House debates

Tuesday, 30 September 2014

Bills

Fair Entitlements Guarantee Amendment Bill 2014; Second Reading

1:14 pm

Photo of Stephen JonesStephen Jones (Throsby, Australian Labor Party, Shadow Parliamentary Secretary for Regional Development and Infrastructure) Share this | Hansard source

It is with great pleasure that I rise to speak on the Fair Entitlements Guarantee Amendment Bill 2014. This matter is one that is a passion of mine, for reasons that I will set out in a moment. I also understand that industrial relations is a passion of members of the government. However, it must be said that in this particular debate that it is a private passion—a very private passion, because there has only been one member of the government willing to come to the chamber today and defend their legislation. Indeed, if there were a standing order that said a government bill had to have a minimum number of government speakers who were willing to stand and speak in defence of it then I am quite certain that this legislation would not get out the gate.

Legislation—the business that a government brings before the House—is a statement of its values and a statement of its priorities. I would like to address some of the priorities and the values that are resplendent within this legislation. As the member for Fowler has just told the House, we are debating this legislation in the very same week that one of the most important reports, that goes to the heart of who is paying tax and who is not paying tax in this country, was published.

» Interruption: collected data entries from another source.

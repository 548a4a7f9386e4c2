//! Per-call side-channel state and the async rendezvous.

use std::any::Any;
use std::sync::Arc;
use std::time::Instant;

use parking_lot::Mutex;
use tokio::sync::oneshot;
use tracing::warn;

use weft_types::TraceContext;

use crate::{BoxError, ExtensionFactory, Value};

/// The wire-level message a request or response was decoded from, retained
/// for protocols that need round-trip access to it.
///
/// Implementations that can be deep-cloned opt in by overriding
/// [`try_clone`](OriginalMessage::try_clone); otherwise clones of the owning
/// context share the message by reference.
pub trait OriginalMessage: Any + Send + Sync {
    fn as_any(&self) -> &dyn Any;

    /// Deep-clone this message, if supported.
    fn try_clone(&self) -> Option<Arc<dyn OriginalMessage>> {
        None
    }
}

/// Ephemeral per-call state, created on first demand.
///
/// A context is attached to a request or response when some participant in
/// the call needs side-channel state: serialization hints for the transport,
/// async dispatch markers, the tracing handle. A freshly constructed request
/// has none; everything here must tolerate absence.
#[derive(Default)]
pub struct RpcContext {
    /// Factory that resolves pluggable implementations for this call.
    pub ext_factory: Option<Arc<ExtensionFactory>>,
    /// Wire-level message this call was decoded from.
    pub original_message: Option<Arc<dyn OriginalMessage>>,
    /// The caller does not expect a response.
    pub oneway: bool,
    /// The call is being forwarded by a proxy rather than originated here.
    pub proxy: bool,
    /// Payloads at or above this size are compressed, in bytes. Zero disables.
    pub gzip_size: usize,
    /// Numeric id of the codec used for this call's payloads.
    pub serial_num: i32,
    /// The arguments have already been serialized into the outgoing payload.
    pub serialized: bool,

    /// The call was dispatched without blocking the caller.
    pub async_call: bool,
    /// Rendezvous for the async reply; shared with clones of the request.
    pub result: Option<Arc<AsyncResult>>,
    /// Placeholder for the decoded reply, shared with clones by reference.
    pub reply: Option<Value>,

    /// Tracing handle; absence never alters call semantics.
    pub trace_context: Option<Arc<TraceContext>>,
}

impl RpcContext {
    pub fn new() -> Self {
        Self::default()
    }
}

impl Clone for RpcContext {
    /// Structural copy. The async result, reply placeholder and trace
    /// context are shared by reference so clones of an in-flight async call
    /// observe the same completion; the original message is deep-cloned only
    /// when it supports cloning.
    fn clone(&self) -> Self {
        Self {
            ext_factory: self.ext_factory.clone(),
            original_message: self
                .original_message
                .as_ref()
                .map(|m| m.try_clone().unwrap_or_else(|| m.clone())),
            oneway: self.oneway,
            proxy: self.proxy,
            gzip_size: self.gzip_size,
            serial_num: self.serial_num,
            serialized: self.serialized,
            async_call: self.async_call,
            result: self.result.clone(),
            reply: self.reply.clone(),
            trace_context: self.trace_context.clone(),
        }
    }
}

/// Terminal outcome of an asynchronously dispatched call.
#[derive(Default)]
pub struct AsyncOutcome {
    /// Decoded reply, when the call succeeded.
    pub reply: Option<Value>,
    /// Failure, when the call could not be completed.
    pub error: Option<BoxError>,
}

impl AsyncOutcome {
    pub fn ok(reply: Option<Value>) -> Self {
        Self {
            reply,
            error: None,
        }
    }

    pub fn err(error: impl Into<BoxError>) -> Self {
        Self {
            reply: None,
            error: Some(error.into()),
        }
    }
}

/// One-shot rendezvous between an async caller and the endpoint completing
/// the call.
///
/// The dispatching side creates the pair with [`AsyncResult::new`], stores
/// the `AsyncResult` on the request's RPC context, and keeps the receiver.
/// Whoever finishes the call signals it exactly once; later attempts are
/// refused and logged. The core never blocks on the receiver itself;
/// waiting, with or without a timeout, is the caller's business:
///
/// ```ignore
/// let (result, done) = AsyncResult::new();
/// request.context_mut().async_call = true;
/// request.context_mut().result = Some(result);
/// endpoint.call(&mut request);
/// let outcome = tokio::time::timeout(deadline, done).await??;
/// ```
pub struct AsyncResult {
    start: Instant,
    done: Mutex<Option<oneshot::Sender<AsyncOutcome>>>,
}

impl AsyncResult {
    /// Create the rendezvous and the receiver for its completion.
    pub fn new() -> (Arc<AsyncResult>, oneshot::Receiver<AsyncOutcome>) {
        let (tx, rx) = oneshot::channel();
        let result = Arc::new(AsyncResult {
            start: Instant::now(),
            done: Mutex::new(Some(tx)),
        });
        (result, rx)
    }

    /// When the call was dispatched.
    pub fn start_time(&self) -> Instant {
        self.start
    }

    /// Signal completion. Returns `false` (and logs) if the result was
    /// already completed; only the first signal is delivered.
    pub fn finish(&self, outcome: AsyncOutcome) -> bool {
        let Some(tx) = self.done.lock().take() else {
            warn!("async result finished more than once, dropping later outcome");
            return false;
        };
        // A dropped receiver just means nobody is waiting anymore.
        let _ = tx.send(outcome);
        true
    }

    /// Signal successful completion.
    pub fn finish_ok(&self, reply: Option<Value>) -> bool {
        self.finish(AsyncOutcome::ok(reply))
    }

    /// Signal failure.
    pub fn finish_err(&self, error: impl Into<BoxError>) -> bool {
        self.finish(AsyncOutcome::err(error))
    }
}

#[cfg(test)]
mod tests {
    use super::*;
    use crate::value_of;

    #[tokio::test]
    async fn completion_is_delivered_once() {
        let (result, done) = AsyncResult::new();

        assert!(result.finish_ok(Some(value_of(7i64))));
        assert!(!result.finish_err(std::io::Error::other("late")));

        let outcome = done.await.expect("sender completed");
        assert!(outcome.error.is_none());
        let reply = outcome.reply.expect("reply set");
        assert_eq!(reply.downcast_ref::<i64>(), Some(&7));
    }

    #[tokio::test]
    async fn error_outcome_reaches_receiver() {
        let (result, done) = AsyncResult::new();
        result.finish_err(std::io::Error::other("connect refused"));

        let outcome = done.await.unwrap();
        assert!(outcome.reply.is_none());
        assert!(outcome.error.unwrap().to_string().contains("connect refused"));
    }

    #[test]
    fn finish_with_dropped_receiver_still_counts() {
        let (result, done) = AsyncResult::new();
        drop(done);
        assert!(result.finish_ok(None));
        assert!(!result.finish_ok(None));
    }

    struct CloneableMsg(i32);

    impl OriginalMessage for CloneableMsg {
        fn as_any(&self) -> &dyn Any {
            self
        }

        fn try_clone(&self) -> Option<Arc<dyn OriginalMessage>> {
            Some(Arc::new(CloneableMsg(self.0)))
        }
    }

    struct OpaqueMsg;

    impl OriginalMessage for OpaqueMsg {
        fn as_any(&self) -> &dyn Any {
            self
        }
    }

    #[test]
    fn clone_deep_copies_cloneable_original_message() {
        let mut ctx = RpcContext::new();
        ctx.original_message = Some(Arc::new(CloneableMsg(42)));

        let cloned = ctx.clone();
        let original = ctx.original_message.unwrap();
        let copy = cloned.original_message.unwrap();
        assert!(!Arc::ptr_eq(&original, &copy));
        assert_eq!(copy.as_any().downcast_ref::<CloneableMsg>().unwrap().0, 42);
    }

    #[test]
    fn clone_shares_opaque_original_message() {
        let mut ctx = RpcContext::new();
        ctx.original_message = Some(Arc::new(OpaqueMsg));

        let cloned = ctx.clone();
        assert!(Arc::ptr_eq(
            ctx.original_message.as_ref().unwrap(),
            cloned.original_message.as_ref().unwrap()
        ));
    }

    #[test]
    fn clone_shares_async_result() {
        let (result, _done) = AsyncResult::new();
        let mut ctx = RpcContext::new();
        ctx.async_call = true;
        ctx.result = Some(result);

        let cloned = ctx.clone();
        assert!(Arc::ptr_eq(
            ctx.result.as_ref().unwrap(),
            cloned.result.as_ref().unwrap()
        ));
    }
}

Readers of the Sydney Morning Herald woke with quite some alarm when they picked up the front page of the Sydney Morning Herald yesterday and saw that almost one-third of the nation's top 200 companies are paying less tax—in fact, they are paying less than 10c in the dollar—and that if you put end-to-end the amount of tax that has been evaded as a result of these deliberate decisions by some of the largest companies in the country, you would have an additional $80 billion in government revenue.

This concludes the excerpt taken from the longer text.